Thanks for your reply @drtriumph, this makes sense. I wonder if a sharded queue pattern could be built into this library. Any interest?

dylanjha commented 8 years ago

I just ran some tests and it looks like I was able to optimize this and actually get it to work at a pretty good scale by increasing numWorkers to as much as possible without blowing out the memory on the server and decreasing the number of servers.

Can you please confirm that this theory makes sense?

cbraynor commented 8 years ago

Ah, that makes sense - the reason numWorkers is working in this case is that all those workers are sharing one instance of the client SDK. That means both that the requests are being pipelined so there's less contention, and that they're sharing the same cache so the optimistic writes have a better chance of succeeding.

As for building it into the library - it's not something we've seen a huge demand for so far, and I'm not very keen on the idea of complicating the logic on the adding to the queue side in the general case. If it's something that comes up more then I'd be happy to reconsider that stance.

dylanjha commented 8 years ago

Thanks for confirming. :+1:

meticoeus commented 8 years ago

Rather than building the sharding logic into the basic queue, what about adding a separate Queue class at some point?

This would probably warrant a companion library(ies?) that could be used on the client side that would automatically negotiate which queue to add to. If the interfaces can be kept identical, user could switch implementations as their needs grow with minimal hassle.

correasebastian commented 8 years ago

hi @dylanjha , @drtriumph , i cant make it work the firebase example when resolving async, (resolve sync works)

`var Queue = require('firebase-queue'), Firebase = require('firebase');

var ref = new Firebase('https://.firebaseio.com/queue'); var queue = new Queue(ref, function(data, progress, resolve, reject) { // Read and process task data console.log(data);

// Do some work progress(50);

// Finish the task asynchronously setTimeout(function() { resolve(); }, 1000); });`

could you help me, may be with your enviroment configuration, what node version , firebase version and firebase-queue version are you using?

are you resolving with async functions? any advice will help me a lot

thanks

meticoeus commented 8 years ago

I am primarily using es6 Promises to wrap handler code

I've tested with Node v5.8-5.10 I've had no issues resolving in promise callbacks.
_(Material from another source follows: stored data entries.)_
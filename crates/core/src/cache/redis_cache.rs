use async_trait::async_trait;
use fred::clients::RedisPool;
use fred::interfaces::KeysInterface;
use fred::types::Expiration;
use std::sync::Arc;
use tracing::error;

use userhub_primitives::error::ApiError;

use super::CacheStore;

/// Redis-backed cache store. Values are opaque strings; expiry uses `PX`
/// so the configured TTL keeps millisecond precision.
#[derive(Clone)]
pub struct RedisCache {
    pool: Arc<RedisPool>,
}

impl RedisCache {
    pub fn new(pool: Arc<RedisPool>) -> Self {
        Self { pool }
    }
}

#[async_trait]
impl CacheStore for RedisCache {
    async fn get(&self, key: &str) -> Result<Option<String>, ApiError> {
        self.pool.get::<Option<String>, _>(key).await.map_err(|e| {
            error!("cache.get: GET {} failed: {}", key, e);
            ApiError::Cache(e.to_string())
        })
    }

    async fn set(&self, key: &str, value: &str, ttl_ms: u64) -> Result<(), ApiError> {
        self.pool
            .set::<(), _, _>(key, value, Some(Expiration::PX(ttl_ms as i64)), None, false)
            .await
            .map_err(|e| {
                error!("cache.set: SET {} failed: {}", key, e);
                ApiError::Cache(e.to_string())
            })
    }

    async fn delete(&self, key: &str) -> Result<(), ApiError> {
        self.pool
            .del::<u64, _>(key)
            .await
            .map(|_| ())
            .map_err(|e| {
                error!("cache.delete: DEL {} failed: {}", key, e);
                ApiError::Cache(e.to_string())
            })
    }
}
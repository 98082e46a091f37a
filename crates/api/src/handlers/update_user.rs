use axum::extract::{Json, Path, State};
use std::sync::Arc;
use tracing::error;
use validator::Validate;

use userhub_core::AppState;
use userhub_primitives::error::ApiError;
use userhub_primitives::models::{UpdateUserRequest, User};

#[utoipa::path(
    put,
    path = "/api/users/{id}",
    params(("id" = i32, Path, description = "User id")),
    request_body = UpdateUserRequest,
    responses(
        (status = 200, description = "User updated", body = User),
        (status = 400, description = "Invalid input"),
        (status = 404, description = "User not found"),
        (status = 500, description = "Internal server error")
    ),
    tag = "Users"
)]
pub async fn update_user(
    State(state): State<Arc<AppState>>,
    Path(id): Path<i32>,
    Json(payload): Json<UpdateUserRequest>,
) -> Result<Json<User>, ApiError> {
    payload.validate().map_err(|e| {
        error!("Validation error: {}", e);
        ApiError::Validation(e)
    })?;

    let user = state.users.update(id, payload).await?;

    Ok(Json(user))
}
use async_trait::async_trait;
use chrono::{DateTime, Utc};
use diesel::prelude::*;
use diesel::r2d2::{ConnectionManager, Pool, PooledConnection};
use diesel::PgConnection;

use userhub_primitives::error::ApiError;
use userhub_primitives::models::entities::user::{NewUser, User};
use userhub_primitives::schema::users;

pub type DbPool = Pool<ConnectionManager<PgConnection>>;
type DbConnection = PooledConnection<ConnectionManager<PgConnection>>;

/// Record-store contract for user rows. "Active" always means
/// `deleted_at IS NULL`; soft-deleted rows stay in storage with their
/// history intact.
#[async_trait]
pub trait UserStore: Send + Sync {
    /// Look up by email. `include_deleted` also surfaces soft-deleted rows,
    /// which the create path needs to find restore candidates.
    async fn find_by_email(
        &self,
        email: &str,
        include_deleted: bool,
    ) -> Result<Option<User>, ApiError>;

    /// Active rows only.
    async fn find_by_id(&self, id: i32) -> Result<Option<User>, ApiError>;

    /// All active rows, in id order.
    async fn find_all(&self) -> Result<Vec<User>, ApiError>;

    async fn insert(&self, new_user: NewUser) -> Result<User, ApiError>;

    /// Full-row update matched by id regardless of deletion state, so a
    /// single write can overlay fields and clear `deleted_at`.
    async fn update(&self, user: &User) -> Result<User, ApiError>;

    /// Sets `deleted_at` on the active row with this id. Returns the number
    /// of rows affected; 0 means the id was absent or already soft-deleted.
    async fn soft_delete(&self, id: i32) -> Result<usize, ApiError>;

    /// Clears `deleted_at`. Returns the number of rows affected.
    async fn restore(&self, id: i32) -> Result<usize, ApiError>;
}

#[derive(Clone)]
pub struct PgUserStore {
    pool: DbPool,
}

impl PgUserStore {
    pub fn new(pool: DbPool) -> Self {
        Self { pool }
    }

    fn conn(&self) -> Result<DbConnection, ApiError> {
        self.pool.get().map_err(ApiError::from)
    }
}

#[async_trait]
impl UserStore for PgUserStore {
    async fn find_by_email(
        &self,
        email: &str,
        include_deleted: bool,
    ) -> Result<Option<User>, ApiError> {
        let mut conn = self.conn()?;

        let mut query = users::table.filter(users::email.eq(email)).into_boxed();
        if !include_deleted {
            query = query.filter(users::deleted_at.is_null());
        }

        query
            .first::<User>(&mut conn)
            .optional()
            .map_err(ApiError::from)
    }

    async fn find_by_id(&self, id: i32) -> Result<Option<User>, ApiError> {
        let mut conn = self.conn()?;

        users::table
            .find(id)
            .filter(users::deleted_at.is_null())
            .first::<User>(&mut conn)
            .optional()
            .map_err(ApiError::from)
    }

    async fn find_all(&self) -> Result<Vec<User>, ApiError> {
        let mut conn = self.conn()?;

        users::table
            .filter(users::deleted_at.is_null())
            .order(users::id.asc())
            .load::<User>(&mut conn)
            .map_err(ApiError::from)
    }

    async fn insert(&self, new_user: NewUser) -> Result<User, ApiError> {
        let mut conn = self.conn()?;

        diesel::insert_into(users::table)
            .values(&new_user)
            .get_result::<User>(&mut conn)
            .map_err(ApiError::from)
    }

    async fn update(&self, user: &User) -> Result<User, ApiError> {
        let mut conn = self.conn()?;

        diesel::update(users::table.find(user.id))
            .set((
                users::name.eq(&user.name),
                users::email.eq(&user.email),
                users::updated_at.eq(user.updated_at),
                users::deleted_at.eq(user.deleted_at),
            ))
            .get_result::<User>(&mut conn)
            .map_err(ApiError::from)
    }

    async fn soft_delete(&self, id: i32) -> Result<usize, ApiError> {
        let mut conn = self.conn()?;
        let now = Utc::now();

        diesel::update(users::table.find(id).filter(users::deleted_at.is_null()))
            .set((
                users::deleted_at.eq(Some(now)),
                users::updated_at.eq(now),
            ))
            .execute(&mut conn)
            .map_err(ApiError::from)
    }

    async fn restore(&self, id: i32) -> Result<usize, ApiError> {
        let mut conn = self.conn()?;

        diesel::update(users::table.find(id))
            .set((
                users::deleted_at.eq(None::<DateTime<Utc>>),
                users::updated_at.eq(Utc::now()),
            ))
            .execute(&mut conn)
            .map_err(ApiError::from)
    }
}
Some tasks are long running (>20 minutes) and no issues.

package.json

"firebase-queue": "^1.3.x"

A queue handler snippet. service.perform is a method that returns a promise:

queueHandler(task, progress, resolve, reject) {
  if (task) {
    service.perform(task).then(resolve, reject);
  } else {
    reject('Invalid Task');
  }
}

Firebase is being allowed to resolve automatically, currently running the latest version: 2.4.2.
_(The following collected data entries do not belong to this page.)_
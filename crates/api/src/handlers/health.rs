use axum::{extract::State, http::StatusCode, Json};
use diesel::prelude::*;
use std::sync::Arc;
use tracing::error;

use userhub_core::AppState;
use userhub_primitives::models::HealthStatus;

#[utoipa::path(
    get,
    path = "/api/health",
    tag = "Health",
    responses(
        (status = 200, description = "Service is healthy and operational", body = HealthStatus),
        (status = 503, description = "Service is unhealthy - database unreachable", body = HealthStatus),
    ),
)]
pub async fn health_check(State(state): State<Arc<AppState>>) -> Json<HealthStatus> {
    match state.db.get() {
        Ok(mut conn) => match diesel::sql_query("SELECT 1").execute(&mut conn) {
            Ok(_) => Json(HealthStatus {
                status: StatusCode::OK.to_string(),
                message: "API is healthy".to_string(),
            }),
            Err(e) => {
                error!("Health check DB query failed: {}", e);
                Json(HealthStatus {
                    status: StatusCode::SERVICE_UNAVAILABLE.to_string(),
                    message: "Health check DB query failed".to_string(),
                })
            }
        },
        Err(e) => {
            error!("Health check DB connection failed: {}", e);
            Json(HealthStatus {
                status: StatusCode::SERVICE_UNAVAILABLE.to_string(),
                message: "Health check DB connection failed".to_string(),
            })
        }
    }
}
Can you give more information about your configuration like what node version you are using?

dylanjha commented 8 years ago

@correasebastian I am resolving tasks asynchronously in almost every case.

"firebase": "2.4.1",
"firebase-queue": "1.2.1",

I'm not using the progress function, but by the looks of your example it looks like it should work just fine. I would double-check and dig deeper.

One thing to check: be aware that if there is a synchronous error, it will fail silently and get set as the "error" property to your task on the queue. So you might have an error in your code before you call resolve and the task is failing into an error state

correasebastian commented 8 years ago

thanks @dylanjha and @meticoeus for taking the time to answer my question, apprerciatte that.

i created a github repo, may be if you have time you can try to see whats going on: https://github.com/correasebastian/testingqueue/

i have noticed there aare many people getting this same error, the queue is looping nad looping and never get resolved

thanks